* Required action
Check each line of the records below and collect those that include the word "TextureFeatures".

* Materials provided
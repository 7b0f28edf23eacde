//! Texture: local binary pattern entropy and gray-level co-occurrence statistics

use image::GrayImage;

use super::{FeatureError, Result};
use crate::domain::{Signal, TextureFeatures};

/// Circular LBP neighbors
pub const LBP_POINTS: usize = 8;
/// Circular LBP radius in pixels
pub const LBP_RADIUS: f64 = 1.0;

const SAMPLE_EPSILON: f32 = 1e-4;

/// One bilinear sample: integer corner offsets and their weights.
#[derive(Debug, Clone, Copy)]
struct NeighborTap {
    dx0: isize,
    dy0: isize,
    dx1: isize,
    dy1: isize,
    w00: f32,
    w10: f32,
    w01: f32,
    w11: f32,
}

fn neighbor_taps() -> [NeighborTap; LBP_POINTS] {
    std::array::from_fn(|p| {
        let theta = 2.0 * std::f64::consts::PI * p as f64 / LBP_POINTS as f64;
        let dx = LBP_RADIUS * theta.cos();
        let dy = -LBP_RADIUS * theta.sin();

        let snap = |v: f64| if (v - v.round()).abs() < 1e-9 { v.round() } else { v };
        let (dx, dy) = (snap(dx), snap(dy));
        let (x0, y0) = (dx.floor(), dy.floor());
        let (fx, fy) = ((dx - x0) as f32, (dy - y0) as f32);

        NeighborTap {
            dx0: x0 as isize,
            dy0: y0 as isize,
            dx1: if fx > 0.0 { x0 as isize + 1 } else { x0 as isize },
            dy1: if fy > 0.0 { y0 as isize + 1 } else { y0 as isize },
            w00: (1.0 - fx) * (1.0 - fy),
            w10: fx * (1.0 - fy),
            w01: (1.0 - fx) * fy,
            w11: fx * fy,
        }
    })
}

/// LBP entropy and GLCM energy/contrast.
pub fn extract(image: &GrayImage, glcm_levels: usize) -> Result<TextureFeatures> {
    let (width, height) = image.dimensions();
    if width < 3 || height < 3 {
        return Err(FeatureError::new(
            Signal::Texture,
            format!("image {width}x{height} too small for texture analysis"),
        ));
    }
    if !(2..=256).contains(&glcm_levels) {
        return Err(FeatureError::new(
            Signal::Texture,
            format!("unsupported GLCM level count {glcm_levels}"),
        ));
    }

    let codes = lbp_codes(image);
    let (energy, contrast) = glcm_energy_contrast(image, glcm_levels);

    Ok(TextureFeatures {
        lbp_entropy: normalized_entropy(&codes),
        energy,
        contrast,
    })
}

/// LBP codes for every interior pixel, in row-major order.
///
/// Each neighbor is processed as one pass over the whole interior using a
/// precomputed offset/weight table.
pub fn lbp_codes(image: &GrayImage) -> Vec<u8> {
    let (width, height) = (image.width() as usize, image.height() as usize);
    if width < 3 || height < 3 {
        return Vec::new();
    }

    let values: Vec<f32> = image.as_raw().iter().map(|&v| v as f32).collect();
    let (iw, ih) = (width - 2, height - 2);
    let mut codes = vec![0u8; iw * ih];

    for (bit, tap) in neighbor_taps().iter().enumerate() {
        for y in 1..height - 1 {
            let row = &mut codes[(y - 1) * iw..y * iw];
            let r0 = (y as isize + tap.dy0) as usize * width;
            let r1 = (y as isize + tap.dy1) as usize * width;
            for (i, code) in row.iter_mut().enumerate() {
                let x = i + 1;
                let c0 = (x as isize + tap.dx0) as usize;
                let c1 = (x as isize + tap.dx1) as usize;
                let sample = tap.w00 * values[r0 + c0]
                    + tap.w10 * values[r0 + c1]
                    + tap.w01 * values[r1 + c0]
                    + tap.w11 * values[r1 + c1];
                if sample + SAMPLE_EPSILON >= values[y * width + x] {
                    *code |= 1 << bit;
                }
            }
        }
    }

    codes
}

/// Shannon entropy of the code histogram divided by 8 bits.
pub fn normalized_entropy(codes: &[u8]) -> f64 {
    if codes.is_empty() {
        return 0.0;
    }
    let mut histogram = [0usize; 256];
    for &code in codes {
        histogram[code as usize] += 1;
    }
    let n = codes.len() as f64;
    let entropy: f64 = histogram
        .iter()
        .filter(|&&count| count > 0)
        .map(|&count| {
            let p = count as f64 / n;
            -p * p.log2()
        })
        .sum();
    (entropy / LBP_POINTS as f64).clamp(0.0, 1.0)
}

/// Energy (square root of the angular second moment) and contrast of the
/// normalized co-occurrence matrix over horizontally adjacent pairs.
pub fn glcm_energy_contrast(image: &GrayImage, levels: usize) -> (f64, f64) {
    let (width, height) = image.dimensions();
    let mut matrix = vec![0u64; levels * levels];
    let quantize = |v: u8| v as usize * levels / 256;

    let mut pairs = 0u64;
    for y in 0..height {
        for x in 0..width.saturating_sub(1) {
            let i = quantize(image.get_pixel(x, y)[0]);
            let j = quantize(image.get_pixel(x + 1, y)[0]);
            matrix[i * levels + j] += 1;
            pairs += 1;
        }
    }

    if pairs == 0 {
        return (0.0, 0.0);
    }

    let mut asm = 0.0;
    let mut contrast = 0.0;
    for (index, &count) in matrix.iter().enumerate() {
        if count == 0 {
            continue;
        }
        let p = count as f64 / pairs as f64;
        let d = (index / levels) as f64 - (index % levels) as f64;
        asm += p * p;
        contrast += p * d * d;
    }

    (asm.sqrt(), contrast)
}
//! Error types for smartrelief-assess
//!
//! Stage-local errors (`PreprocessError`, `FeatureError`, `ModelError`) are
//! defined next to their stages and convert into [`AssessError`].

use std::io;
use thiserror::Error;

use crate::features::FeatureError;
use crate::ml::ModelError;
use crate::preprocess::PreprocessError;

/// Result type alias for assessment operations
pub type Result<T> = std::result::Result<T, AssessError>;

/// Unified error type for assessment operations
#[derive(Debug, Error)]
pub enum AssessError {
    /// Image bytes could not be decoded or prepared
    #[error("Image decode error: {0}")]
    ImageDecode(#[from] PreprocessError),

    /// A single feature signal failed
    #[error("Feature extraction error: {0}")]
    FeatureExtraction(#[from] FeatureError),

    /// A value lies outside its domain
    #[error("Invalid range: {0}")]
    InvalidRange(String),

    /// No usable trained classifier
    #[error("Model unavailable: {0}")]
    ModelUnavailable(#[from] ModelError),

    /// Request rejected before scoring
    #[error("Invalid input: {0}")]
    InvalidInput(String),

    /// Configuration error
    #[error("Configuration error: {0}")]
    Config(String),

    /// I/O error
    #[error("I/O error: {0}")]
    Io(#[from] io::Error),

    /// Serialization/deserialization error
    #[error("Serialization error: {0}")]
    Serialization(String),

    /// A background assessment task panicked or was cancelled
    #[error("Worker error: {0}")]
    Worker(String),
}

impl AssessError {
    /// Whether the error is a validation failure raised before scoring.
    pub fn is_validation(&self) -> bool {
        matches!(
            self,
            AssessError::InvalidRange(_) | AssessError::InvalidInput(_)
        )
    }

    /// Error category for logging
    pub fn category(&self) -> &'static str {
        match self {
            AssessError::ImageDecode(_) => "image_decode",
            AssessError::FeatureExtraction(_) => "feature_extraction",
            AssessError::InvalidRange(_) => "invalid_range",
            AssessError::ModelUnavailable(_) => "model_unavailable",
            AssessError::InvalidInput(_) => "invalid_input",
            AssessError::Config(_) => "config",
            AssessError::Io(_) => "io",
            AssessError::Serialization(_) => "serialization",
            AssessError::Worker(_) => "worker",
        }
    }
}

impl From<serde_json::Error> for AssessError {
    fn from(err: serde_json::Error) -> Self {
        AssessError::Serialization(err.to_string())
    }
}

impl From<toml::de::Error> for AssessError {
    fn from(err: toml::de::Error) -> Self {
        AssessError::Config(err.to_string())
    }
}

impl From<toml::ser::Error> for AssessError {
    fn from(err: toml::ser::Error) -> Self {
        AssessError::Serialization(err.to_string())
    }
}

* Solution to this problem
use crate::domain::{Signal, TextureFeatures};
pub fn extract(image: &GrayImage, glcm_levels: usize) -> Result<TextureFeatures> {
    Ok(TextureFeatures {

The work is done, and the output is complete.